Conversations with young children can be charming, annoying, or simply baffling. However, new research suggests that they are also essential. Researchers from Harvard University found a direct link between the development in children of the parts of the brain which deal with language and the number of conversations they have with adults.
It may seem obvious that talking to children helps them learn to talk, but there’s more to it. What was important, the researchers found, was turn-taking. In other words, this is not just about lecturing kids, or nodding and humming while they ramble on, but listening, responding, and encouraging them to listen and respond in return. It means getting down to their level physically, making eye contact, and really engaging with them.
It can be difficult, in our busy lives, to sit down and have a chat with kids when their interests and concerns might be so different from ours. One journalist from the Guardian, reporting on this news, described listening to his three-year-old as “like being caught in a feedback loop of all David Thewlis’s conspiracy theory rants from Naked, played simultaneously at full volume inside a metal dustbin.” Children are all different too. Some never seem to shut up, while others may prefer to sit in silence with a book.
However, there is an additional challenge which was not faced by previous generations: the prevalence of screens. Where a family might once have sat together over dinner and discussed their day, they may now all sit around each looking at their own phone or gadgets.

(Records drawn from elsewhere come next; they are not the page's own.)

//! Built-in source catalog and User-Agent pool

use crate::Result;
use reqwest::Url;
use std::fs;
use std::path::Path;
use tracing::warn;

/// Public pages and lists known to publish MTProto proxies, in crawl order
pub const DEFAULT_SOURCES: &[&str] = &[
    "https://t.me/s/ProxyMTProto",
    "https://t.me/s/proxymtproto",
    "https://t.me/s/proxymtprotoe",
    "https://t.me/s/mtprotoproxy",
    "https://t.me/s/mtproxy",
    "https://t.me/s/MTProxyu",
    "https://t.me/s/proxies_mtproto",
    "https://t.me/s/mtproxypro",
    "https://t.me/s/mtproxyz",
    "https://t.me/s/MTProxy_center",
    "https://t.me/s/proxy",
    "https://t.me/s/proxies",
    "https://t.me/s/goodproxies",
    "https://t.me/s/freeproxy",
    "https://t.me/s/mtproxy_socks5",
    "https://t.me/s/proxymaster",
    "https://t.me/s/proxyprovider",
    "https://t.me/s/proxyhub",
    "https://t.me/s/free_proxy_socks5",
    "https://t.me/s/proxystoree",
    "https://t.me/s/proxylist_mtproto",
    "https://t.me/s/mtproxylist",
    "https://t.me/s/proxymtprotolist",
    "https://t.me/s/freemtp",
    "https://t.me/s/mtproxyfree",
    "https://raw.githubusercontent.com/hookzof/socks5_list/master/tg/mtproto.json",
    "https://raw.githubusercontent.com/ALIILAPRO/Proxy/main/mtproto.json",
    "https://raw.githubusercontent.com/rosklyar/telegram-proxies/main/proxies.json",
    "https://raw.githubusercontent.com/jetkai/proxy-list/main/online-proxies/json/proxies-mtproto.json",
    "https://raw.githubusercontent.com/ShiftyTR/Proxy-List/master/mtproto.txt",
    "https://raw.githubusercontent.com/MuRongPIG/Proxy-Master/main/mtproto/mtproto.txt",
    "https://raw.githubusercontent.com/ProxyScraper/ProxyScraper/main/mtproto.txt",
    "https://raw.githubusercontent.com/saschazesiger/Free-Proxies/master/proxies/mtproto.txt",
    "https://raw.githubusercontent.com/elliottophellia/yakumo/master/results/mtproto/telegram/mtproto.txt",
    "https://raw.githubusercontent.com/rdavydov/proxy-list/main/proxies/mtproto.txt",
    "https://raw.githubusercontent.com/roma8ok/proxy-list/main/proxies/mtproto.txt",
    "https://raw.githubusercontent.com/roosterkid/openproxylist/main/mtproto.txt",
    "https://raw.githubusercontent.com/speedfighter/proxy-list/main/mtproto.txt",
    "https://raw.githubusercontent.com/t1m0n/proxy-list/main/mtproto.txt",
    "https://raw.githubusercontent.com/TheSpeedX/PROXY-List/master/mtproto.txt",
    "https://raw.githubusercontent.com/mertguvencli/http-proxy-list/main/proxy-list/data-with-geolocation.json",
    "https://raw.githubusercontent.com/Volodichev/proxy-list/main/mtproto.txt",
    "https://raw.githubusercontent.com/ProxyWorld/proxy-list/main/mtproto.txt",
    "https://raw.githubusercontent.com/aslisk/proxy-list/main/mtproto.txt",
    "https://mtpro.xyz/api/?type=mtproto",
    "https://mtpro.xyz/proxy-list",
    "https://api.proxyscrape.com/v3/free-proxy-list/get?request=displayproxies&proxy_format=protocol&format=json&protocol=mtproto",
    "https://www.proxy-list.download/api/v2/get?l=en&t=mtproto",
    "https://api.proxyscrape.com/v2/?request=getproxies&protocol=mtproto&timeout=10000&country=all",
    "https://api.proxyscrape.com/?request=displayproxies&proxytype=mtproto",
    "https://www.proxyscan.io/download?type=mtproto",
    "https://api.openproxylist.xyz/mtproto.txt",
    "https://proxyspace.pro/mtproto.txt",
    "https://openproxylist.xyz/mtproto.txt",
    "https://multiproxy.org/txt_all/proxy.txt",
    "https://spys.me/proxy.txt",
    "https://www.proxy-list.download/api/v1/get?type=mtproto",
    "https://www.proxyserverlist24.top/mtproto.txt",
    "https://proxylist.to/download/mtproto",
    "https://advanced.name/freeproxy/mtproto",
];

/// Browser identities rotated per request
pub const USER_AGENTS: &[&str] = &[
    "Mozilla/5.0 (Windows NT 10.0; Win64; x64) AppleWebKit/537.36 (KHTML, like Gecko) Chrome/122.0.0.0 Safari/537.36",
    "Mozilla/5.0 (Macintosh; Intel Mac OS X 10_15_7) AppleWebKit/537.36 (KHTML, like Gecko) Chrome/122.0.0.0 Safari/537.36",
    "Mozilla/5.0 (X11; Linux x86_64) AppleWebKit/537.36 (KHTML, like Gecko) Chrome/122.0.0.0 Safari/537.36",
    "Mozilla/5.0 (Windows NT 10.0; Win64; x64; rv:123.0) Gecko/20100101 Firefox/123.0",
    "Mozilla/5.0 (iPhone; CPU iPhone OS 17_4 like Mac OS X) AppleWebKit/605.1.15 (KHTML, like Gecko) Version/17.4 Mobile/15E148 Safari/604.1",
    "Mozilla/5.0 (Linux; Android 14; SM-S928B) AppleWebKit/537.36 (KHTML, like Gecko) Chrome/122.0.0.0 Mobile Safari/537.36",
    "Mozilla/5.0 (Windows NT 10.0; Win64; x64) AppleWebKit/537.36 (KHTML, like Gecko) Chrome/121.0.0.0 Safari/537.36",
    "Mozilla/5.0 (Macintosh; Intel Mac OS X 10_15_7) AppleWebKit/537.36 (KHTML, like Gecko) Chrome/121.0.0.0 Safari/537.36",
    "Mozilla/5.0 (X11; Linux x86_64) AppleWebKit/537.36 (KHTML, like Gecko) Chrome/121.0.0.0 Safari/537.36",
    "Mozilla/5.0 (Windows NT 10.0; Win64; x64; rv:122.0) Gecko/20100101 Firefox/122.0",
    "Mozilla/5.0 (Macintosh; Intel Mac OS X 10.15; rv:123.0) Gecko/20100101 Firefox/123.0",
    "Mozilla/5.0 (iPad; CPU OS 17_4 like Mac OS X) AppleWebKit/605.1.15 (KHTML, like Gecko) Version/17.4 Mobile/15E148 Safari/604.1",
    "Mozilla/5.0 (Linux; Android 13; SM-S901B) AppleWebKit/537.36 (KHTML, like Gecko) Chrome/122.0.0.0 Mobile Safari/537.36",
    "Mozilla/5.0 (Windows NT 10.0; Win64; x64) AppleWebKit/537.36 (KHTML, like Gecko) Edge/122.0.0.0 Safari/537.36",
    "Mozilla/5.0 (X11; Ubuntu; Linux x86_64; rv:123.0) Gecko/20100101 Firefox/123.0",
    "Mozilla/5.0 (Linux; Android 12; Pixel 6) AppleWebKit/537.36 (KHTML, like Gecko) Chrome/122.0.0.0 Mobile Safari/537.36",
    "Mozilla/5.0 (Macintosh; Intel Mac OS X 10_15_7) AppleWebKit/605.1.15 (KHTML, like Gecko) Version/17.0 Safari/605.1.15",
    "Mozilla/5.0 (Windows NT 10.0; Win64; x64) AppleWebKit/537.36 (KHTML, like Gecko) Chrome/119.0.0.0 Safari/537.36",
    "Mozilla/5.0 (Linux; Android 11; SM-G991B) AppleWebKit/537.36 (KHTML, like Gecko) Chrome/122.0.0.0 Mobile Safari/537.36",
    "Mozilla/5.0 (Windows NT 10.0; Win64; x64) AppleWebKit/537.36 (KHTML, like Gecko) Chrome/118.0.0.0 Safari/537.36",
    "Mozilla/5.0 (Macintosh; Intel Mac OS X 10_14_6) AppleWebKit/537.36 (KHTML, like Gecko) Chrome/122.0.0.0 Safari/537.36",
    "Mozilla/5.0 (X11; Linux x86_64) AppleWebKit/537.36 (KHTML, like Gecko) Chrome/120.0.0.0 Safari/537.36",
    "Mozilla/5.0 (Windows NT 6.1; Win64; x64) AppleWebKit/537.36 (KHTML, like Gecko) Chrome/122.0.0.0 Safari/537.36",
    "Mozilla/5.0 (Linux; Android 10; SM-G973F) AppleWebKit/537.36 (KHTML, like Gecko) Chrome/122.0.0.0 Mobile Safari/537.36",
    "Mozilla/5.0 (iPhone; CPU iPhone OS 16_6 like Mac OS X) AppleWebKit/605.1.15 (KHTML, like Gecko) Version/16.6 Mobile/15E148 Safari/604.1",
    "Mozilla/5.0 (Linux; Android 9; SM-G960F) AppleWebKit/537.36 (KHTML, like Gecko) Chrome/122.0.0.0 Mobile Safari/537.36",
    "Mozilla/5.0 (Windows NT 10.0; Win64; x64) AppleWebKit/537.36 (KHTML, like Gecko) Edge/121.0.0.0 Safari/537.36",
    "Mozilla/5.0 (Macintosh; Intel Mac OS X 10_15_7) AppleWebKit/537.36 (KHTML, like Gecko) Chrome/120.0.0.0 Safari/537.36",
    "Mozilla/5.0 (X11; Linux x86_64; rv:122.0) Gecko/20100101 Firefox/122.0",
    "Mozilla/5.0 (Linux; Android 8.0.0; SM-G950F) AppleWebKit/537.36 (KHTML, like Gecko) Chrome/122.0.0.0 Mobile Safari/537.36",
];

/// The built-in catalog as owned strings
pub fn default_catalog() -> Vec<String> {
    DEFAULT_SOURCES.iter().map(|s| s.to_string()).collect()
}

/// Parse a catalog from text: one URL per line, blank lines and `#` comments
/// skipped. Lines that are not absolute URLs are logged and dropped.
pub fn parse_catalog(content: &str) -> Vec<String> {
    content
        .lines()
        .map(str::trim)
        .filter(|line| !line.is_empty() && !line.starts_with('#'))
        .filter(|line| match Url::parse(line) {
            Ok(_) => true,
            Err(e) => {
                warn!(line, error = %e, "skipping invalid source URL");
                false
            }
        })
        .map(str::to_string)
        .collect()
}

/// Load a catalog from a URL file
pub fn load_catalog<P: AsRef<Path>>(path: P) -> Result<Vec<String>> {
    let content = fs::read_to_string(path)?;
    Ok(parse_catalog(&content))
}

#[cfg(test)]
mod tests {
    use super::*;

    #[test]
    fn test_default_catalog() {
        let catalog = default_catalog();
        assert_eq!(catalog.len(), DEFAULT_SOURCES.len());
        for url in &catalog {
            assert!(Url::parse(url).is_ok(), "{}", url);
        }
    }

    #[test]
    fn test_user_agent_pool() {
        assert_eq!(USER_AGENTS.len(), 30);
        assert!(USER_AGENTS.iter().all(|ua| ua.starts_with("Mozilla/5.0")));
    }

    #[test]
    fn test_parse_catalog_skips_comments_and_junk() {
        let content = "
# Telegram channels
https://t.me/s/mtproxy

not a url
  https://example.com/mtproto.txt
";
        let catalog = parse_catalog(content);
        assert_eq!(
            catalog,
            vec![
                "https://t.me/s/mtproxy".to_string(),
                "https://example.com/mtproto.txt".to_string(),
            ]
        );
    }

    #[test]
    fn test_load_catalog() {
        let dir = tempfile::tempdir().unwrap();
        let path = dir.path().join("sources.txt");
        fs::write(&path, "https://a.example/list\nhttps://b.example/list\n").unwrap();
        assert_eq!(load_catalog(&path).unwrap().len(), 2);
    }
}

It can be easy to think, if kids are occupied and content, and are using “educational” apps, that everything is fine. However, as this new research demonstrates, no device can ever replace human interaction. In my days working in early years development, a speech therapist told me about an “epidemic” of language delay in the area. “But there’s not an epidemic of physiological problems,” she went on. “It’s down to parenting by screen.”
As in many areas of life, the challenges are greater for parents in Beijing’s international community. As well as the difficulty of finding time in this hectic metropolis, many of us rely on ayis to provide daycare; and however loving they are to their charges, they often have little English, and can’t provide that crucial conversation.
Sharing conversation with children is not just about brain development. It’s a matter of showing them respect, and earning their respect in turn. It’s a way of finding out what’s happening in their lives and in their minds, and heading off problems before they become serious. And it can be fun; kids often have a hilarious sense of humor.